WORK TO BE COMPLETED: In the records below, find the line that contains "pub fn flush_partial(&mut" and the line that contains "let payload: Vec<u8>", then retype exactly those two lines and every line between them.
____ GIVEN INFORMATION
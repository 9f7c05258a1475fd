use chrono::{DateTime, Utc};
use serde::{Deserialize, Serialize};

/// Monotonically increasing segment identifier, unique per session and
/// never reused. Assigned when a segment opens.
pub type SegmentId = u64;

/// A transcript event applied to the timeline.
///
/// Events normally arrive from the STT service; a forced commit under the
/// fixed-interval policy synthesizes a local `Committed` with whatever
/// partial text the segment had accumulated.
#[derive(Debug, Clone, PartialEq, Serialize, Deserialize)]
#[serde(tag = "type", rename_all = "snake_case")]
pub enum TranscriptEvent {
    /// Interim, revisable text for an in-progress segment. Supersedes any
    /// earlier partial for the same segment.
    Partial {
        segment_id: SegmentId,
        text: String,
        received_at: DateTime<Utc>,
    },

    /// Finalized, immutable text for a segment. Terminal: every later
    /// event for the same segment is stale.
    Committed {
        segment_id: SegmentId,
        text: String,
        started_at: DateTime<Utc>,
        committed_at: DateTime<Utc>,
    },
}

impl TranscriptEvent {
    pub fn segment_id(&self) -> SegmentId {
        match self {
            TranscriptEvent::Partial { segment_id, .. } => *segment_id,
            TranscriptEvent::Committed { segment_id, .. } => *segment_id,
        }
    }

    pub fn text(&self) -> &str {
        match self {
            TranscriptEvent::Partial { text, .. } => text,
            TranscriptEvent::Committed { text, .. } => text,
        }
    }

    pub fn is_committed(&self) -> bool {
        matches!(self, TranscriptEvent::Committed { .. })
    }

    /// Timestamp used when this event implicitly opens a segment the
    /// assembler has not seen before.
    pub fn open_timestamp(&self) -> DateTime<Utc> {
        match self {
            TranscriptEvent::Partial { received_at, .. } => *received_at,
            TranscriptEvent::Committed { started_at, .. } => *started_at,
        }
    }
}

/// Where a transcript event came from.
///
/// The wire only ever carries `Service` events; `Forced` marks commits the
/// segmentation policy synthesized locally (interval expiry or stop flush).
/// Recorded in the run log so replays and statistics can tell them apart.
#[derive(Debug, Clone, Copy, PartialEq, Eq, Serialize, Deserialize)]
#[serde(rename_all = "snake_case")]
pub enum EventOrigin {
    Service,
    Forced,
}
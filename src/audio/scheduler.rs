use std::collections::VecDeque;
use std::time::Duration;

use tracing::{debug, warn};

use crate::error::TransportError;
use crate::transport::SttTransport;

use super::source::AudioFrame;

/// Outbound chunking and pacing parameters.
#[derive(Debug, Clone)]
pub struct ChunkSchedulerConfig {
    /// Target duration of each outbound chunk in milliseconds
    pub chunk_size_ms: u64,
    /// How long a single transport send may block before the scheduler
    /// treats it as backpressure
    pub send_deadline: Duration,
}

impl Default for ChunkSchedulerConfig {
    fn default() -> Self {
        Self {
            chunk_size_ms: 200,
            send_deadline: Duration::from_millis(250),
        }
    }
}

/// One outbound send unit: a fixed-duration slice of the capture stream.
#[derive(Debug, Clone, PartialEq)]
pub struct AudioChunk {
    /// Strictly increasing, assigned at emission. Dropped chunks keep
    /// their number so the run log can account for every sequence.
    pub sequence: u64,
    /// Capture timestamp of the first frame in this chunk
    pub start_ms: u64,
    /// Total duration of the accumulated frames
    pub duration_ms: u64,
    /// Little-endian i16 PCM
    pub payload: Vec<u8>,
}

/// Discontinuity between consecutive frame timestamps.
#[derive(Debug, Clone, Copy, PartialEq)]
pub struct CaptureGap {
    pub expected_ms: u64,
    pub actual_ms: u64,
}

/// A chunk the transport accepted during a drain pass.
#[derive(Debug, Clone, Copy, PartialEq)]
pub struct SentChunk {
    pub sequence: u64,
    pub bytes: usize,
    pub duration_ms: u64,
}

/// What a drain pass did: which chunks went out, which were sacrificed
/// to backpressure.
#[derive(Debug, Clone, Default, PartialEq)]
pub struct DrainReport {
    pub sent: Vec<SentChunk>,
    pub dropped: Vec<u64>,
}

impl DrainReport {
    pub fn is_empty(&self) -> bool {
        self.sent.is_empty() && self.dropped.is_empty()
    }
}

/// Accumulates capture frames into fixed-duration chunks and paces their
/// hand-off to the transport.
///
/// Frames are never split: a chunk closes as soon as its accumulated
/// duration reaches the configured size, so emitted durations land within
/// one frame of the target. When the transport cannot accept a chunk
/// within the send deadline the oldest unsent chunk is dropped, keeping
/// capture ahead of a slow link instead of stalling behind it.
pub struct ChunkScheduler {
    config: ChunkSchedulerConfig,
    samples: Vec<i16>,
    chunk_start_ms: Option<u64>,
    accumulated_ms: u64,
    next_timestamp_ms: Option<u64>,
    next_sequence: u64,
    unsent: VecDeque<AudioChunk>,
}

impl ChunkScheduler {
    pub fn new(config: ChunkSchedulerConfig) -> Self {
        Self {
            config,
            samples: Vec::new(),
            chunk_start_ms: None,
            accumulated_ms: 0,
            next_timestamp_ms: None,
            next_sequence: 0,
            unsent: VecDeque::new(),
        }
    }

    /// Accumulate one capture frame.
    ///
    /// Closes the in-progress chunk once it reaches the configured
    /// duration. Returns a gap diagnostic when the frame's timestamp is
    /// discontinuous with the previous frame by more than one frame
    /// duration; the frame is still accepted.
    pub fn enqueue(&mut self, frame: &AudioFrame) -> Option<CaptureGap> {
        let frame_ms = frame.duration_ms();

        let gap = match self.next_timestamp_ms {
            Some(expected)
                if frame.timestamp_ms.abs_diff(expected) > frame_ms.max(1) =>
            {
                Some(CaptureGap {
                    expected_ms: expected,
                    actual_ms: frame.timestamp_ms,
                })
            }
            _ => None,
        };
        self.next_timestamp_ms = Some(frame.timestamp_ms + frame_ms);

        if self.chunk_start_ms.is_none() {
            self.chunk_start_ms = Some(frame.timestamp_ms);
        }
        self.samples.extend_from_slice(&frame.samples);
        self.accumulated_ms += frame_ms;

        if self.accumulated_ms >= self.config.chunk_size_ms {
            self.close_chunk();
        }

        gap
    }

    /// Close the in-progress chunk even if it is under-size.
    ///
    /// Called on stop so trailing audio shorter than one chunk still
    /// reaches the service.
    pub fn flush_partial(&mut self) {
        if !self.samples.is_empty() {
            self.close_chunk();
        }
    }

    /// Number of chunks emitted but not yet handed to the transport.
    pub fn pending(&self) -> usize {
        self.unsent.len()
    }

    /// Hand queued chunks to the transport, oldest first.
    ///
    /// Each send gets the configured deadline; a send that exceeds it is
    /// treated as backpressure and that chunk (the oldest unsent) is
    /// dropped. A transport error leaves the chunk queued for retry after
    /// reconnect and surfaces to the caller.
    pub async fn drain_into(
        &mut self,
        transport: &dyn SttTransport,
    ) -> Result<DrainReport, TransportError> {
        let mut report = DrainReport::default();

        while let Some(chunk) = self.unsent.pop_front() {
            let send = transport.send_audio(&chunk);
            match tokio::time::timeout(self.config.send_deadline, send).await {
                Ok(Ok(())) => {
                    report.sent.push(SentChunk {
                        sequence: chunk.sequence,
                        bytes: chunk.payload.len(),
                        duration_ms: chunk.duration_ms,
                    });
                }
                Ok(Err(e)) => {
                    self.unsent.push_front(chunk);
                    return Err(e);
                }
                Err(_) => {
                    warn!(
                        sequence = chunk.sequence,
                        pending = self.unsent.len(),
                        "send deadline exceeded, dropping oldest chunk"
                    );
                    report.dropped.push(chunk.sequence);
                }
            }
        }

        Ok(report)
    }

    fn close_chunk(&mut self) {
        let payload: Vec<u8> =
            self.samples.iter().flat_map(|s| s.to_le_bytes()).collect();
        let chunk = AudioChunk {
            sequence: self.next_sequence,
            start_ms: self.chunk_start_ms.unwrap_or(0),
            duration_ms: self.accumulated_ms,
            payload,
        };
        debug!(
            sequence = chunk.sequence,
            duration_ms = chunk.duration_ms,
            bytes = chunk.payload.len(),
            "chunk ready"
        );

        self.next_sequence += 1;
        self.samples.clear();
        self.chunk_start_ms = None;
        self.accumulated_ms = 0;
        self.unsent.push_back(chunk);
    }
}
________
EXERCISE RESULT:
    pub fn flush_partial(&mut self) {
        if !self.samples.is_empty() {
            self.close_chunk();
        }
    }

    /// Number of chunks emitted but not yet handed to the transport.
    pub fn pending(&self) -> usize {
        self.unsent.len()
    }

    /// Hand queued chunks to the transport, oldest first.
    ///
    /// Each send gets the configured deadline; a send that exceeds it is
    /// treated as backpressure and that chunk (the oldest unsent) is
    /// dropped. A transport error leaves the chunk queued for retry after
    /// reconnect and surfaces to the caller.
    pub async fn drain_into(
        &mut self,
        transport: &dyn SttTransport,
    ) -> Result<DrainReport, TransportError> {
        let mut report = DrainReport::default();

        while let Some(chunk) = self.unsent.pop_front() {
            let send = transport.send_audio(&chunk);
            match tokio::time::timeout(self.config.send_deadline, send).await {
                Ok(Ok(())) => {
                    report.sent.push(SentChunk {
                        sequence: chunk.sequence,
                        bytes: chunk.payload.len(),
                        duration_ms: chunk.duration_ms,
                    });
                }
                Ok(Err(e)) => {
                    self.unsent.push_front(chunk);
                    return Err(e);
                }
                Err(_) => {
                    warn!(
                        sequence = chunk.sequence,
                        pending = self.unsent.len(),
                        "send deadline exceeded, dropping oldest chunk"
                    );
                    report.dropped.push(chunk.sequence);
                }
            }
        }

        Ok(report)
    }

    fn close_chunk(&mut self) {
        let payload: Vec<u8> =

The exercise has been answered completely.